Beda dengan Surabaya. Surabaya perlu dikipas kipasi agar baranya menyala dan memberi cahaya kehidupan. Surabaya tidak punya aset alam seperti Bali. Surabaya tidak punya geliat budaya yang secara natural dan otomatis bisa menyala sendiri.

Tapi bukan berarti Surabaya tidak punya apa apa. Surabaya sebenarnya sangat kaya aset pariwisata. Tapi memang berbeda dari aset aset yang dimiliki daerah lain. Bahkan Surabaya berbeda dari daerah lain. Surabaya kota Pahlawan. Surabaya menyimpan cikal bakal nilai sejarah nasional. Tapi sekali lagi semua nilai nilai ini perlu dibakar.

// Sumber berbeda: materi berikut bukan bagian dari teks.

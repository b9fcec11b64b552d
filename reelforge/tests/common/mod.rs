//! Shared stub collaborators for the end-to-end pipeline tests.
//!
//! Each integration binary pulls in the subset it needs.
#![allow(dead_code)]

use async_trait::async_trait;
use reelforge::adapters::AdapterSet;
use reelforge::config::{DataLayout, Settings};
use reelforge::dashboard::{DashboardClient, InMemoryDashboard};
use reelforge::providers::*;
use reelforge::resilience::{
    AsyncHttpClient, CallError, HttpRequest, HttpResponse, ResilientCaller, ResilientCallerConfig,
};
use reelforge::state::StateDb;
use reelforge::store::{ArtifactStore, ItemLocks};
use reelforge::supervisor::Supervisor;
use std::path::Path;
use std::sync::atomic::{AtomicUsize, Ordering};
use std::sync::Arc;
use std::time::Duration;
use tempfile::TempDir;
use tokio_util::sync::CancellationToken;

/// Settings over a temp root with every credential stubbed.
pub fn test_settings(root: &Path) -> Settings {
    let root = root.display().to_string();
    let env: std::collections::BTreeMap<&str, String> = [
        ("REELFORGE_ROOT", root),
        ("REELFORGE_DASHBOARD_URL", "https://rows.example".into()),
        ("REELFORGE_DASHBOARD_TOKEN", "tok".into()),
        ("REELFORGE_TEXTGEN_API_KEY", "tok".into()),
        ("REELFORGE_TTS_API_KEY", "tok".into()),
        ("REELFORGE_STOCK_API_KEY", "tok".into()),
        ("REELFORGE_UPLOAD_TOKEN", "tok".into()),
        // Tight discovery keeps the scenario tests fast
        ("REELFORGE_DISCOVERY_SECS", "1".into()),
    ]
    .into_iter()
    .collect();
    Settings::from_lookup(|key| env.get(key).cloned()).unwrap()
}

/// Deterministic text generation.
pub struct StubTextGen;

#[async_trait]
impl TextGenerator for StubTextGen {
    async fn generate_ideas(&self, count: usize) -> Result<Vec<String>, CallError> {
        Ok((0..count).map(|i| format!("Stub idea {}", i)).collect())
    }
    async fn generate_script(&self, _title: &str, _key: &str) -> Result<String, CallError> {
        Ok("word ".repeat(160).trim().to_string())
    }
    async fn generate_metadata(
        &self,
        title: &str,
        _script: &str,
        _key: &str,
    ) -> Result<MetadataDraft, CallError> {
        Ok(MetadataDraft {
            title: title.to_string(),
            description: "A deterministic short. #Shorts".into(),
            tags: vec!["habits".into()],
        })
    }
}

/// TTS returning a fixed 45s-worth audio payload; fails with 503 for the
/// first `failures` calls.
pub struct FlakyTts {
    pub failures: AtomicUsize,
    pub calls: AtomicUsize,
}

impl FlakyTts {
    pub fn new(failures: usize) -> Self {
        Self {
            failures: AtomicUsize::new(failures),
            calls: AtomicUsize::new(0),
        }
    }
}

#[async_trait]
impl SpeechSynthesizer for FlakyTts {
    async fn synthesize(&self, _script: &str, _key: &str) -> Result<SynthesizedSpeech, CallError> {
        self.calls.fetch_add(1, Ordering::SeqCst);
        if self
            .failures
            .fetch_update(Ordering::SeqCst, Ordering::SeqCst, |n| n.checked_sub(1))
            .is_ok()
        {
            return Err(CallError::Transient {
                message: "HTTP 503: synthesis backend unavailable".into(),
            });
        }
        Ok(SynthesizedSpeech {
            audio: vec![3u8; 48 * 1024],
            timings: Some(vec![
                WordTiming { word: "three".into(), start_ms: 0, end_ms: 400 },
                WordTiming { word: "morning".into(), start_ms: 400, end_ms: 900 },
                WordTiming { word: "habits".into(), start_ms: 900, end_ms: 1400 },
            ]),
        })
    }
}

/// Three portrait candidates per query.
pub struct StubClips;

#[async_trait]
impl ClipSearch for StubClips {
    async fn search(&self, _query: &str, _limit: usize) -> Result<Vec<ClipCandidate>, CallError> {
        Ok((0..4)
            .map(|i| ClipCandidate {
                id: format!("clip{}", i),
                url: format!("https://clips.example/clip{}.mp4", i),
                width: 1080,
                height: 1920,
                duration_secs: 20.0,
            })
            .collect())
    }
}

pub struct StubAligner;

#[async_trait]
impl CaptionAligner for StubAligner {
    async fn align(
        &self,
        _script: &str,
        _audio: &[u8],
        _key: &str,
    ) -> Result<Vec<WordTiming>, CallError> {
        Ok(vec![WordTiming { word: "aligned".into(), start_ms: 0, end_ms: 500 }])
    }
}

/// Muxer writing deterministic bytes instead of invoking ffmpeg.
pub struct FakeMuxer;

#[async_trait]
impl MediaMuxer for FakeMuxer {
    async fn probe_duration(&self, _media: &Path) -> Result<Duration, CallError> {
        Ok(Duration::from_secs(45))
    }
    async fn assemble(&self, spec: &MuxSpec, _cancel: CancellationToken) -> Result<(), CallError> {
        std::fs::write(&spec.output, b"assembled-video").map_err(|e| CallError::Unexpected {
            message: e.to_string(),
        })
    }
    async fn burn_captions(
        &self,
        _video: &Path,
        _subtitles: &Path,
        output: &Path,
        _cancel: CancellationToken,
    ) -> Result<(), CallError> {
        std::fs::write(output, b"captioned-video").map_err(|e| CallError::Unexpected {
            message: e.to_string(),
        })
    }
}

/// Publisher answering `pub_<item fingerprint>`; test assertions use the
/// returned URL rather than predicting it.
pub struct StubPublisher;

#[async_trait]
impl VideoPublisher for StubPublisher {
    async fn publish(
        &self,
        _video: &Path,
        _request: UploadRequest,
        idempotency_key: &str,
        _cancel: CancellationToken,
    ) -> Result<PublicationReceipt, CallError> {
        Ok(PublicationReceipt {
            id: format!("pub_{}", idempotency_key),
            url: format!("https://example/pub_{}", idempotency_key),
        })
    }
}

/// HTTP transport always answering one fixed status.
pub struct FixedStatusTransport(pub u16);

#[async_trait]
impl AsyncHttpClient for FixedStatusTransport {
    async fn execute(&self, _request: HttpRequest) -> Result<HttpResponse, CallError> {
        Ok(HttpResponse {
            status: self.0,
            body: b"{}".to_vec(),
            retry_after: None,
        })
    }
}

/// Downloader whose transport always succeeds with small clip bytes.
pub fn stub_downloader() -> Arc<FileDownloader> {
    let caller = Arc::new(ResilientCaller::with_transport(
        ResilientCallerConfig::default(),
        Arc::new(FixedStatusTransport(206)) as Arc<dyn AsyncHttpClient>,
    ));
    Arc::new(FileDownloader::new(caller))
}

/// Everything a pipeline test needs to poke at after the run.
pub struct Harness {
    pub dir: TempDir,
    pub dashboard: Arc<InMemoryDashboard>,
    pub db: Arc<StateDb>,
    pub locks: Arc<ItemLocks>,
    pub store: Arc<ArtifactStore>,
    adapters: Arc<AdapterSet>,
}

impl Harness {
    /// Builds the shared stores and adapter set with fully pluggable
    /// collaborators; the scenarios vary one at a time.
    pub fn with_collaborators(
        textgen: Arc<dyn TextGenerator>,
        tts: Arc<dyn SpeechSynthesizer>,
        clips: Arc<dyn ClipSearch>,
    ) -> Self {
        let dir = TempDir::new().unwrap();
        let settings = test_settings(&dir.path().join("data"));
        let layout = DataLayout::new(&settings.root);
        layout.prepare().unwrap();

        let dashboard = Arc::new(InMemoryDashboard::new());
        let db = Arc::new(StateDb::open(layout.state_file()).unwrap());
        let locks = Arc::new(ItemLocks::new());
        let store = Arc::new(ArtifactStore::open(layout.artifacts_dir()).unwrap());

        let adapters = Arc::new(AdapterSet::new(
            Arc::clone(&dashboard) as Arc<dyn DashboardClient>,
            textgen,
            tts,
            clips,
            stub_downloader(),
            Arc::new(FakeMuxer),
            Arc::new(StubAligner),
            Arc::new(StubPublisher),
            None,
        ));

        Self {
            dir,
            dashboard,
            db,
            locks,
            store,
            adapters,
        }
    }

    pub fn build(tts: Arc<dyn SpeechSynthesizer>, clips: Arc<dyn ClipSearch>) -> Self {
        Self::with_collaborators(Arc::new(StubTextGen), tts, clips)
    }

    /// Default harness: everything succeeds.
    pub fn happy() -> Self {
        Self::build(Arc::new(FlakyTts::new(0)), Arc::new(StubClips))
    }

    /// A fresh supervisor over the same stores. Building a second one
    /// models a process restart.
    pub fn supervisor(&self) -> Supervisor {
        let settings = test_settings(&self.dir.path().join("data"));
        let layout = DataLayout::new(&settings.root);
        Supervisor::assemble(
            settings,
            layout,
            Arc::clone(&self.db),
            Arc::clone(&self.dashboard) as Arc<dyn DashboardClient>,
            Arc::clone(&self.store),
            Arc::clone(&self.locks),
            Arc::clone(&self.adapters),
            None,
        )
        .unwrap()
    }

    /// Runs a full `run_once` pass under a generous timeout.
    pub async fn run_once(&self) {
        tokio::time::timeout(
            Duration::from_secs(30),
            self.supervisor().run_once(CancellationToken::new()),
        )
        .await
        .expect("run_once should drain")
        .unwrap();
    }
}

/// Counts files under a directory whose name starts with `.tmp-`.
pub fn count_temp_files(root: &Path) -> usize {
    let mut count = 0;
    let mut stack = vec![root.to_path_buf()];
    while let Some(dir) = stack.pop() {
        let Ok(entries) = std::fs::read_dir(&dir) else {
            continue;
        };
        for entry in entries.filter_map(|e| e.ok()) {
            let path = entry.path();
            if path.is_dir() {
                stack.push(path);
            } else if entry
                .file_name()
                .to_str()
                .map(|n| n.starts_with(".tmp-"))
                .unwrap_or(false)
            {
                count += 1;
            }
        }
    }
    count
}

Kota Surabaya kota besar. Pengaruh budaya dan nilai nilai asing sangat kuat pengaruhnya di kota ini. Jika tidak sadar, maka kehidupan kota dengan mudah kerasukan budaya asing dan mo temporer yang berbeda dan bahkan bertentangan. Jika itu terjadi, maka hilanglah jati diri dan kearifan lokal yang semestinya menjadi warna dalam dunia pariwisata.

Pemerintah Republik Indonesia melalui undang undang Pemajuan Kebudayaan mendorong pelestarian (perlindungan, pengembangan dan pemanfaatan) nilai nilai kebudayaan untuk sebesar besarnya digunakan demi kesejahteraan masyarakat. Karenanya pilar pilar pariwisata yang berbasis budaya dan sejarah harus bisa bekerja sama dan berkolaborasi untuk hidup dan berkembang, khususnya ketika pandemi belum sirna.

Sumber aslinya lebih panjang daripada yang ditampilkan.